If you are like me and have devised any number of systems for arranging your books over the years, only to regularly forget how they worked, LibraryThing is precious because it allows you to attribute multiple tags to your books. As a result, you don’t have to worry whether a book should be put in a section for Ancient Borneo, left-handed writers or books your Aunt Mary might like to read because it can sit on those three virtual shelves simultaneously. If that level of complication is not enough for you, LibraryThing also shows you the tags which other people have used for the books you own ,which gives you a new perspective on your collection and makes it possible to add further dimensions to your system.

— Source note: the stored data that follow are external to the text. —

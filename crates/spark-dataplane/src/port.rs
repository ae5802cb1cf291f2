//! # port 模块说明
//!
//! ## 角色定位（Why）
//! - 端口是工作单元看到的缓冲访问面：每个端口暴露一个“当前”缓冲（地址 + 容量），
//!   生产端附带待提交的输出描述符（长度 + 操作码），消费端附带输入描述符（即 [`BufferMetaData`]）；
//! - 端口内部按环形游标轮流使用自己的缓冲，游标与传输模板的目标索引保持一致。
//!
//! ## 存储（How）
//! - 本地分配的端口从端点资源池租出数据区、元数据区、满标志区与空标志区，
//!   租约随端口一起释放；任何一步分配失败都会让已租出的区间自动归还；
//! - 远端发起的消费端口不做本地分配，只引用重映射后的窗口。

use spark_respool::PoolLease;

use crate::{
    config::DataplaneConfig,
    descriptor::{DescriptorKind, Descriptors, FLAG_SIZE, FlowRole},
    endpoint::EndpointResources,
    error::{DataplaneError, Result},
    flags::FlagSlot,
    memory::SharedRegion,
    meta::{BufferMetaData, METADATA_SIZE},
};

/// 工作单元可见的当前缓冲。
#[derive(Clone, Copy, Debug, Eq, PartialEq)]
pub struct CurrentBuffer {
    pub index: u32,
    pub addr: u64,
    pub capacity: u32,
}

/// 生产端待提交的输出描述符。
#[derive(Clone, Copy, Debug, Eq, PartialEq)]
pub struct OutputDescriptor {
    pub length: u32,
    pub opcode: u8,
}

/// 一个端口的全部缓冲槽位。
#[derive(Debug)]
pub(crate) struct PortBuffers {
    region: SharedRegion,
    descriptor: Descriptors,
    full: Vec<FlagSlot>,
    empty: Vec<Option<FlagSlot>>,
    _leases: Vec<PoolLease>,
}

fn round_up(value: u64, alignment: u64) -> u64 {
    value.div_ceil(alignment) * alignment
}

impl PortBuffers {
    /// 从端点资源池分配 `count` 个 `size` 字节的缓冲及其元数据与标志。
    pub(crate) fn allocate(
        resources: &EndpointResources,
        kind: DescriptorKind,
        role: FlowRole,
        count: u32,
        size: u32,
        config: &DataplaneConfig,
    ) -> Result<Self> {
        let alignment = u64::from(config.buffer.alignment);
        let pitch = round_up(u64::from(size), alignment);
        let pitch32 = u32::try_from(pitch).map_err(|_| DataplaneError::MessageTooLarge {
            length: pitch,
            capacity: u64::from(u32::MAX),
        })?;
        let n = u64::from(count);
        let pool = resources.pool();
        let data = pool.lease(n.saturating_mul(pitch), alignment)?;
        let meta = pool.lease(n * u64::from(METADATA_SIZE), alignment)?;
        let full = pool.lease(n * u64::from(FLAG_SIZE), alignment)?;
        let empty = pool.lease(n * u64::from(FLAG_SIZE), alignment)?;

        let descriptor = Descriptors {
            kind,
            role,
            medium: resources.id().medium(),
            n_buffers: count,
            data_buffer_base_addr: data.addr(),
            data_buffer_pitch: pitch32,
            data_buffer_size: size,
            meta_data_base_addr: meta.addr(),
            meta_data_pitch: METADATA_SIZE,
            full_flag_base_addr: full.addr(),
            full_flag_size: FLAG_SIZE,
            full_flag_pitch: FLAG_SIZE,
            full_flag_value: u64::from(config.flags.full_value),
            empty_flag_base_addr: empty.addr(),
            empty_flag_size: FLAG_SIZE,
            empty_flag_pitch: FLAG_SIZE,
            empty_flag_value: u64::from(config.flags.empty_value),
        };
        let mut buffers = Self::attach(resources.region().clone(), descriptor)?;
        buffers._leases = vec![data, meta, full, empty];
        for index in 0..count {
            buffers.mark_released(index)?;
        }
        Ok(buffers)
    }

    /// 引用一段已存在的窗口；`descriptor` 中的地址必须已是本地地址。
    pub(crate) fn attach(region: SharedRegion, descriptor: Descriptors) -> Result<Self> {
        descriptor.validate()?;
        let full_value = descriptor.full_flag_value as u32;
        let empty_value = descriptor.empty_flag_value as u32;
        let mut full = Vec::with_capacity(descriptor.n_buffers as usize);
        let mut empty = Vec::with_capacity(descriptor.n_buffers as usize);
        for index in 0..descriptor.n_buffers {
            let data = descriptor.buffer_addr(index)?;
            if !region.contains(data, u64::from(descriptor.data_buffer_size)) {
                return Err(DataplaneError::RegionOutOfBounds {
                    addr: data,
                    len: u64::from(descriptor.data_buffer_size),
                    base: region.base(),
                    region_len: region.len(),
                });
            }
            let meta = descriptor.metadata_addr(index)?;
            if !region.contains(meta, u64::from(METADATA_SIZE)) {
                return Err(DataplaneError::RegionOutOfBounds {
                    addr: meta,
                    len: u64::from(METADATA_SIZE),
                    base: region.base(),
                    region_len: region.len(),
                });
            }
            full.push(FlagSlot::new(
                region.clone(),
                descriptor.full_flag_addr(index)?,
                full_value,
            )?);
            empty.push(match descriptor.empty_flag_addr(index)? {
                Some(addr) => Some(FlagSlot::new(region.clone(), addr, empty_value)?),
                None => None,
            });
        }
        Ok(Self {
            region,
            descriptor,
            full,
            empty,
            _leases: Vec::new(),
        })
    }

    pub(crate) fn descriptor(&self) -> &Descriptors {
        &self.descriptor
    }

    pub(crate) fn region(&self) -> &SharedRegion {
        &self.region
    }

    pub(crate) fn count(&self) -> u32 {
        self.descriptor.n_buffers
    }

    pub(crate) fn capacity(&self) -> u32 {
        self.descriptor.data_buffer_size
    }

    pub(crate) fn buffer(&self, index: u32) -> Result<CurrentBuffer> {
        Ok(CurrentBuffer {
            index,
            addr: self.descriptor.buffer_addr(index)?,
            capacity: self.capacity(),
        })
    }

    pub(crate) fn full(&self, index: u32) -> Result<&FlagSlot> {
        self.full
            .get(index as usize)
            .ok_or_else(|| DataplaneError::index("full flag", index, self.count()))
    }

    pub(crate) fn is_full(&self, index: u32) -> Result<bool> {
        self.full(index)?.is_raised()
    }

    pub(crate) fn write(&self, index: u32, offset: u32, data: &[u8]) -> Result<()> {
        let end = u64::from(offset) + data.len() as u64;
        if end > u64::from(self.capacity()) {
            return Err(DataplaneError::MessageTooLarge {
                length: end,
                capacity: u64::from(self.capacity()),
            });
        }
        let addr = self.descriptor.buffer_addr(index)? + u64::from(offset);
        self.region.write_bytes(addr, data)
    }

    pub(crate) fn read(&self, index: u32, offset: u32, out: &mut [u8]) -> Result<()> {
        let end = u64::from(offset) + out.len() as u64;
        if end > u64::from(self.capacity()) {
            return Err(DataplaneError::MessageTooLarge {
                length: end,
                capacity: u64::from(self.capacity()),
            });
        }
        let addr = self.descriptor.buffer_addr(index)? + u64::from(offset);
        self.region.read_bytes(addr, out)
    }

    pub(crate) fn metadata(&self, index: u32) -> Result<BufferMetaData> {
        BufferMetaData::read_from(&self.region, self.descriptor.metadata_addr(index)?)
    }

    /// 写入元数据，清空标志，最后置满标志。
    pub(crate) fn mark_filled(&self, index: u32, meta: &BufferMetaData) -> Result<()> {
        meta.write_to(&self.region, self.descriptor.metadata_addr(index)?)?;
        if let Some(Some(empty)) = self.empty.get(index as usize) {
            empty.clear()?;
        }
        self.full(index)?.raise()
    }

    /// 清满标志并置空标志。
    pub(crate) fn mark_released(&self, index: u32) -> Result<()> {
        self.full(index)?.clear()?;
        if let Some(Some(empty)) = self.empty.get(index as usize) {
            empty.raise()?;
        }
        Ok(())
    }
}

/// 生产端端口。
#[derive(Debug)]
pub struct OutputPort {
    rank: u32,
    buffers: PortBuffers,
    cursor: u32,
    pending: Option<OutputDescriptor>,
}

impl OutputPort {
    pub(crate) fn new(rank: u32, buffers: PortBuffers) -> Self {
        Self {
            rank,
            buffers,
            cursor: 0,
            pending: None,
        }
    }

    pub fn rank(&self) -> u32 {
        self.rank
    }

    /// 下一条消息应写入的缓冲。
    pub fn current(&self) -> Result<CurrentBuffer> {
        self.buffers.buffer(self.cursor)
    }

    /// 本端口的本地描述符，可交给对端。
    pub fn descriptor(&self) -> &Descriptors {
        self.buffers.descriptor()
    }

    /// 向当前缓冲的 `offset` 处写入数据。
    pub fn write(&mut self, offset: u32, data: &[u8]) -> Result<()> {
        self.buffers.write(self.cursor, offset, data)
    }

    /// 设置待提交的输出描述符。
    pub fn set_output(&mut self, length: u32, opcode: u8) -> Result<()> {
        if length > self.buffers.capacity() {
            return Err(DataplaneError::MessageTooLarge {
                length: u64::from(length),
                capacity: u64::from(self.buffers.capacity()),
            });
        }
        self.pending = Some(OutputDescriptor { length, opcode });
        Ok(())
    }

    pub fn pending(&self) -> Option<OutputDescriptor> {
        self.pending
    }

    /// 当前缓冲是否可以写入；拉模式下需要等待消费者释放。
    pub fn is_free(&self) -> Result<bool> {
        Ok(!self.buffers.is_full(self.cursor)?)
    }

    pub(crate) fn cursor(&self) -> u32 {
        self.cursor
    }

    pub(crate) fn buffers(&self) -> &PortBuffers {
        &self.buffers
    }

    pub(crate) fn take_pending(&mut self) -> Option<OutputDescriptor> {
        self.pending.take()
    }

    pub(crate) fn advance(&mut self) {
        self.cursor = (self.cursor + 1) % self.buffers.count();
    }
}

/// 消费端端口。
#[derive(Debug)]
pub struct InputPort {
    port_set: u32,
    rank: u32,
    buffers: PortBuffers,
    cursor: u32,
}

impl InputPort {
    pub(crate) fn new(port_set: u32, rank: u32, buffers: PortBuffers, cursor: u32) -> Self {
        Self {
            port_set,
            rank,
            buffers,
            cursor,
        }
    }

    pub fn port_set(&self) -> u32 {
        self.port_set
    }

    pub fn rank(&self) -> u32 {
        self.rank
    }

    /// 下一条期望到达的缓冲。
    pub fn current(&self) -> Result<CurrentBuffer> {
        self.buffers.buffer(self.cursor)
    }

    pub fn descriptor(&self) -> &Descriptors {
        self.buffers.descriptor()
    }

    /// 单次检查当前缓冲：满标志已置位时返回重新读取的元数据。
    pub fn poll(&self) -> Result<Option<BufferMetaData>> {
        if !self.buffers.is_full(self.cursor)? {
            return Ok(None);
        }
        self.buffers.metadata(self.cursor).map(Some)
    }

    /// 从当前缓冲的 `offset` 处读取，返回实际读取的字节数（不超过元数据长度）。
    pub fn read(&self, offset: u32, out: &mut [u8]) -> Result<usize> {
        let Some(meta) = self.poll()? else {
            return Err(self.not_ready());
        };
        let available = meta.length.saturating_sub(offset) as usize;
        let n = available.min(out.len());
        self.buffers.read(self.cursor, offset, &mut out[..n])?;
        Ok(n)
    }

    pub(crate) fn not_ready(&self) -> DataplaneError {
        DataplaneError::BufferNotReady {
            port_set: self.port_set,
            rank: self.rank,
            buffer: self.cursor,
        }
    }

    pub(crate) fn cursor(&self) -> u32 {
        self.cursor
    }

    pub(crate) fn buffers(&self) -> &PortBuffers {
        &self.buffers
    }

    /// 释放当前缓冲并前进游标。
    pub(crate) fn release(&mut self) -> Result<()> {
        if !self.buffers.is_full(self.cursor)? {
            return Err(self.not_ready());
        }
        self.buffers.mark_released(self.cursor)?;
        self.cursor = (self.cursor + 1) % self.buffers.count();
        Ok(())
    }
}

While I was engaged in all this I discovered a few sobering things. First of all, for about half of my books, all I could remember was that I had read them. That was the sum total of my recollection. So perhaps it would have made no difference if I had watched soap operas or collected miniature whisky bottles instead. What I remember from most of the other books I’ve read tells me that my mind must have the same kind of geometrical surface which is used for egg containers, because anecdotes and pebble-like information seem to collect there and remain firmly lodged for years, but I am unable to retain anything flat and extensive like the argument the author is trying to get across or the theories the anecdotes are aimed at illustrating (At very best they lie there crushed, crumpled and decipherable only in fragments).
For example, I know that I read Nabokov’s Lectures on Literature and Lectures on Russian Literature with great enthusiasm and I have often recommended them. What I actually remember about these books, in all honesty, can be summarised as follows:
- He recommends using a dictionary and looking up words in it.
- He says something like “literature should be felt in the backbone”.
- He describes what a railway carriage was like in late 19th century Russia (for the purposes of understanding Anna Karenina).
- He talks about the way that Gogol’s metaphors go on so long that they become little stories of their own.
- As an entomologist, he tries to understand what kind of bug Gregor Samsa was turned into in Kafka’s Metamorphosis.
I probably remembered the last point so clearly because I studied a bit of entomology myself. (As a result of which I can tell you how a Mexican Jumping Bean jumps, but very little else). So I was interested to discover that in 1989 a TV film was produced from Nabokov’s Lecture on Kafka’s Metamorphosis with Christopher Plummer in the part of Nabokov.
(The illustration at the top of the post is from Nabokov’s teaching copy of The Metamorphosis.)